Culpeper voters get their say on moving town election day
Town of Culpeper voters will get their say in November on moving the month for town elections.
The Culpeper Town Council voted 8-1 at its regular March meeting Tuesday night to put a referendum on the November ballot asking voters if elections should remain in May of even-numbered years or switch to November of odd-numbered years.
Resident Jon Russell, who served on the Washougal, Wash. City Council for six years, has been leading the charge to change the election date.
“Thank you for keeping this issue alive and taking this on,” Russell told the council before the vote.
Russell told the council at an earlier meeting that a switch in the election month would save the town about $12,000 every election cycle and also most likely increase the voter turnout from the typical 10 percent to more than 35 percent.
The first motion by the council – to change its charter without voter input – was defeated 5-4. Mayor Chip Coleman and councilmen David Lochridge, Mike Olinger and Billy Yowell supported that motion.
Councilman Dan Boring said he would feel more comfortable giving voters a chance to weigh in and councilman Jim Risner said he believed there were still details to be worked out before a switch could be made. Risner advocated sending the issue back to committee and the town attorney for further review.
“Let's get it right the first time,” he said.
Prior to the council's discussion Town Attorney Martin Crim told the council there were three ways to make the change: a citizen referendum initiated by petition of 10 percent of the voters, the council adopting a new ordinance or changing the town charter which currently provides for May elections.
The latter two methods would have to be approved by the General Assembly at its next session beginning January 2014.
If the voters approve the change in November, it still must pass muster in the General Assembly. However, if the Assembly nixes the change the council could still pass an ordinance after two public readings to switch the election time. The first change would move the scheduled May 2016 election to November 2015.
Lochridge said that information he has received through e-mails and phone calls, by looking at social media sites and through an informal poll in the Culpeper Star-Exponent showed overwhelming support by residents for a change.
“It's interesting that we use phone calls, e-mail and social media (to form an opinion) yet when 10 percent of people vote on something (in a regular election) we don't see it as being as valid,” Risner mused. “I think a voter-initiated referendum is the best way.”
Councilman Ben Phillips said he, too, though it was important to “get voter input in one way or another.”
In the 8-1 final vote, only Risner voted “no.”
At the beginning of the meeting Coleman complimented town staff, specifically Public Works Director Jim Hoy, for fast action in opening roads and cleaning up after last week's 14-inch snowstorm.
Following the meeting Hoy told Culpeper Times it was particularly significant since the department has a number of new employees who had not plowed snow before.
In an unusually long public comment time opening the meeting 11 speakers took to the podium to address the council. Their comments ranged from those by Gladys Williams and former Town Councilman Emma Richards asking the council to financially support the planned expansion to the Culpeper Senior Center to seeking council support for extending Virginia Rail Express service to Culpeper.

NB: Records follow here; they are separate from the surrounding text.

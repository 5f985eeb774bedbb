//! Terrain definitions

use std::ops::{Deref, DerefMut};

use rf_units::Volume;

use crate::catalog::TrapId;
use crate::config::MapDataConfig;
use crate::data::MapData;
use crate::diagnostics::Diagnostics;
use crate::error::LoadError;
use crate::factory::{FactoryEntry, LoadContext};
use crate::ids::{IntId, NullId, StringId};
use crate::json::FieldReader;

use super::{FLAG_LOCKED, MapBashInfo, MapDataCommon, MapDeconstructInfo, MapObjectType};

pub type TerStrId = StringId<TerT>;
pub type TerId = IntId<TerT>;

/// One terrain type
#[derive(Debug, Clone)]
pub struct TerT {
    pub id: TerStrId,
    pub common: MapDataCommon,
    /// Terrain this becomes when opened
    pub open: TerStrId,
    /// Terrain this becomes when closed
    pub close: TerStrId,
    pub transforms_into: TerStrId,
    /// Terrain placed on the level above
    pub roof: TerStrId,
    pub trap_id_str: String,
    /// Resolved from `trap_id_str` once every trap is known
    pub trap: TrapId,
    pub allowed_template_ids: Vec<String>,
    pub bash: MapBashInfo,
    pub deconstruct: MapDeconstructInfo,
}

impl NullId for TerT {
    const NULL_ID: &'static str = "t_null";
}

impl Deref for TerT {
    type Target = MapDataCommon;

    fn deref(&self) -> &MapDataCommon {
        &self.common
    }
}

impl DerefMut for TerT {
    fn deref_mut(&mut self) -> &mut MapDataCommon {
        &mut self.common
    }
}

impl TerT {
    pub fn new(max_volume: Volume) -> Self {
        Self {
            id: TerStrId::null(),
            common: MapDataCommon::new(max_volume),
            open: TerStrId::null(),
            close: TerStrId::null(),
            transforms_into: TerStrId::null(),
            roof: TerStrId::null(),
            trap_id_str: String::new(),
            trap: TrapId::NULL,
            allowed_template_ids: Vec::new(),
            bash: MapBashInfo::default(),
            deconstruct: MapDeconstructInfo::default(),
        }
    }

    /// Core data restating an inherited `max_volume` is an error; mods may
    /// override freely
    fn load_max_volume(&mut self, jo: &mut FieldReader<'_, '_>, ctx: &LoadContext<'_>) {
        let Some(volume) = jo.read::<Volume>("max_volume") else {
            return;
        };
        let strict = ctx.config.strict_max_volume && ctx.src == ctx.config.core_source;
        if strict && jo.was_loaded && volume == self.common.max_volume {
            jo.report("assignment does not update max_volume");
        }
        self.common.max_volume = volume;
    }

    pub(crate) fn check(&self, data: &MapData, diag: &mut Diagnostics) {
        let context = format!("terrain {}", self.id);
        self.common.check(&context, data, diag);
        self.bash.check(&context, true, data, diag);
        self.deconstruct.check(&context, true, data, diag);

        let terrain = data.terrain();
        if !terrain.is_valid(&self.transforms_into) {
            diag.report(&context, format!("invalid transforms_into {}", self.transforms_into));
        }
        if !terrain.is_valid(&self.open) {
            diag.report(&context, format!("invalid terrain {} for opening", self.open));
        }
        if !terrain.is_valid(&self.close) {
            diag.report(&context, format!("invalid terrain {} for closing", self.close));
        }

        // Locked terrain is not expected to lock again
        if !self.has_flag(FLAG_LOCKED) {
            if let Some(open) = terrain.obj(&self.open).filter(|_| !self.open.is_null()) {
                if !open.close.is_null() && open.close != self.id {
                    diag.report(
                        &context,
                        format!("opening terrain {} doesn't reciprocate", self.open),
                    );
                }
            }
            if let Some(close) = terrain.obj(&self.close).filter(|_| !self.close.is_null()) {
                if !close.open.is_null() && close.open != self.id {
                    diag.report(
                        &context,
                        format!("closing terrain {} doesn't reciprocate", self.close),
                    );
                }
            }
        }

        let is_curtain = self.has_examine("curtains");
        if is_curtain && !self.has_curtains() {
            diag.report(&context, "is a curtain, but has no curtain_transform");
        }
        if !is_curtain && self.has_curtains() {
            diag.report(&context, "is not a curtain, but has curtain_transform");
        }
        if !self.curtain_transform.is_empty() && !terrain.is_valid(&self.curtain_transform) {
            diag.report(
                &context,
                format!("invalid curtain transform target {}", self.curtain_transform),
            );
        }

        if !self.transforms_into.is_null() && self.transforms_into == self.id {
            diag.report(&context, "transforms_into itself");
        }
    }
}

impl FactoryEntry for TerT {
    const KIND: &'static str = "terrain";

    fn new_entry(config: &MapDataConfig) -> Self {
        Self::new(config.default_max_volume)
    }

    fn null_entry(config: &MapDataConfig) -> Self {
        let mut ter = Self::new(config.default_max_volume);
        ter.common.name = "nothing".to_string();
        ter.common.movecost = 2;
        ter.set_flag("TRANSPARENT");
        ter
    }

    fn id(&self) -> &TerStrId {
        &self.id
    }

    fn set_id(&mut self, id: TerStrId) {
        self.id = id;
    }

    fn load(
        &mut self,
        jo: &mut FieldReader<'_, '_>,
        ctx: &mut LoadContext<'_>,
    ) -> Result<(), LoadError> {
        self.common.load(jo, ctx)?;
        jo.mandatory("name", &mut self.common.name);
        jo.mandatory("move_cost", &mut self.common.movecost);
        jo.optional("coverage", &mut self.common.coverage, 0);
        self.load_max_volume(jo, ctx);
        jo.optional_default("trap", &mut self.trap_id_str);
        jo.optional("heat_radiation", &mut self.common.heat_radiation, 0);
        jo.optional("light_emitted", &mut self.common.light_emitted, 0);

        self.common.load_symbol(jo);

        self.trap = TrapId::NULL;
        self.common.load_flags(jo);

        jo.optional_default("allowed_template_ids", &mut self.allowed_template_ids);
        jo.optional("open", &mut self.open, TerStrId::null());
        jo.optional("close", &mut self.close, TerStrId::null());
        jo.optional("transforms_into", &mut self.transforms_into, TerStrId::null());
        jo.optional("roof", &mut self.roof, TerStrId::null());
        jo.optional_default("emissions", &mut self.common.emissions);

        self.bash.load(jo, "bash", MapObjectType::Terrain, ctx);
        self.deconstruct.load(jo, "deconstruct", false, ctx);
        Ok(())
    }
}
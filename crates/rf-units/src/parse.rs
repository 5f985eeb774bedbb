//! Unit-string parsing shared by every quantity type

use thiserror::Error;

/// Errors produced while reading a quantity string
#[derive(Error, Debug, Clone, PartialEq, Eq)]
pub enum UnitError {
    #[error("empty quantity string")]
    Empty,

    #[error("invalid number '{0}'")]
    InvalidNumber(String),

    #[error("unknown unit '{unit}' in '{input}'")]
    UnknownUnit { unit: String, input: String },

    #[error("missing unit after {0}")]
    MissingUnit(i64),

    #[error("quantity '{0}' overflows")]
    Overflow(String),
}

/// Parse a string of one or more `<amount> <unit>` pairs into base units.
///
/// `units` maps a unit name to its multiplier. The pairs are summed, so
/// `"1 L 250 ml"` reads as 1250 with a millilitre table. The space between
/// amount and unit is optional. A lone integer is returned unchanged.
pub fn parse_quantity(input: &str, units: &[(&str, i64)]) -> Result<i64, UnitError> {
    let trimmed = input.trim();
    if trimmed.is_empty() {
        return Err(UnitError::Empty);
    }
    if let Ok(value) = trimmed.parse::<i64>() {
        return Ok(value);
    }

    let mut total: i64 = 0;
    let mut rest = trimmed;
    while !rest.is_empty() {
        let digits_end = rest
            .char_indices()
            .find(|(i, c)| !(c.is_ascii_digit() || (*i == 0 && *c == '-')))
            .map(|(i, _)| i)
            .unwrap_or(rest.len());
        let (number, tail) = rest.split_at(digits_end);
        let amount: i64 = number
            .parse()
            .map_err(|_| UnitError::InvalidNumber(number.to_string()))?;

        let tail = tail.trim_start();
        let unit_end = tail
            .char_indices()
            .find(|(_, c)| c.is_whitespace() || c.is_ascii_digit() || *c == '-')
            .map(|(i, _)| i)
            .unwrap_or(tail.len());
        let (unit, after) = tail.split_at(unit_end);
        if unit.is_empty() {
            return Err(UnitError::MissingUnit(amount));
        }

        let multiplier = units
            .iter()
            .find(|(name, _)| name.eq_ignore_ascii_case(unit))
            .map(|(_, m)| *m)
            .ok_or_else(|| UnitError::UnknownUnit {
                unit: unit.to_string(),
                input: input.to_string(),
            })?;

        let value = amount
            .checked_mul(multiplier)
            .and_then(|v| total.checked_add(v))
            .ok_or_else(|| UnitError::Overflow(input.to_string()))?;
        total = value;
        rest = after.trim_start();
    }

    Ok(total)
}

/// Serde helper: quantities arrive either as a string or as a bare integer.
#[derive(serde::Deserialize)]
#[serde(untagged)]
pub(crate) enum RawQuantity {
    Int(i64),
    Text(String),
}

impl RawQuantity {
    pub(crate) fn resolve(self, units: &[(&str, i64)]) -> Result<i64, UnitError> {
        match self {
            RawQuantity::Int(v) => Ok(v),
            RawQuantity::Text(s) => parse_quantity(&s, units),
        }
    }
}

During the evening meeting of the board of supervisors, the potential expansion of VRE to the Culpeper area was also mentioned during the public comment period. With over 50 percent of Culpeper's residents commuting to jobs in Northern Virginia, the chance to have a say in where that rail line goes would be an opportunity.
Council also received requests for more details on the Jan. 22 termination of former town Manager Kimberly Alexander and the investigation into actions of Culpeper Police Capt. Chris Settle, reinstated last month by Acting Town Manager Chris Hively after being suspended with pay for several months.
Billy Walter, representing the Culpeper Ruritan Club, also told the council that Culpeper Day on May 4 will feature the first-ever “Culpeper Best Barbecue” competition to be decided by visitors to the event. He passed out flyers noting that the competition will be between Sonny's, Zeke's, the Smokehouse and Culpeper Cattle Company
Although there was no specific mention at Tuesday's meeting, the town council continues to work on its budget for the new fiscal year beginning July 1 and a search is underway for a new town manager.
The next regularly scheduled council meeting is April 9, beginning at 7 p.m. in the Culpeper County Board of Supervisors board room.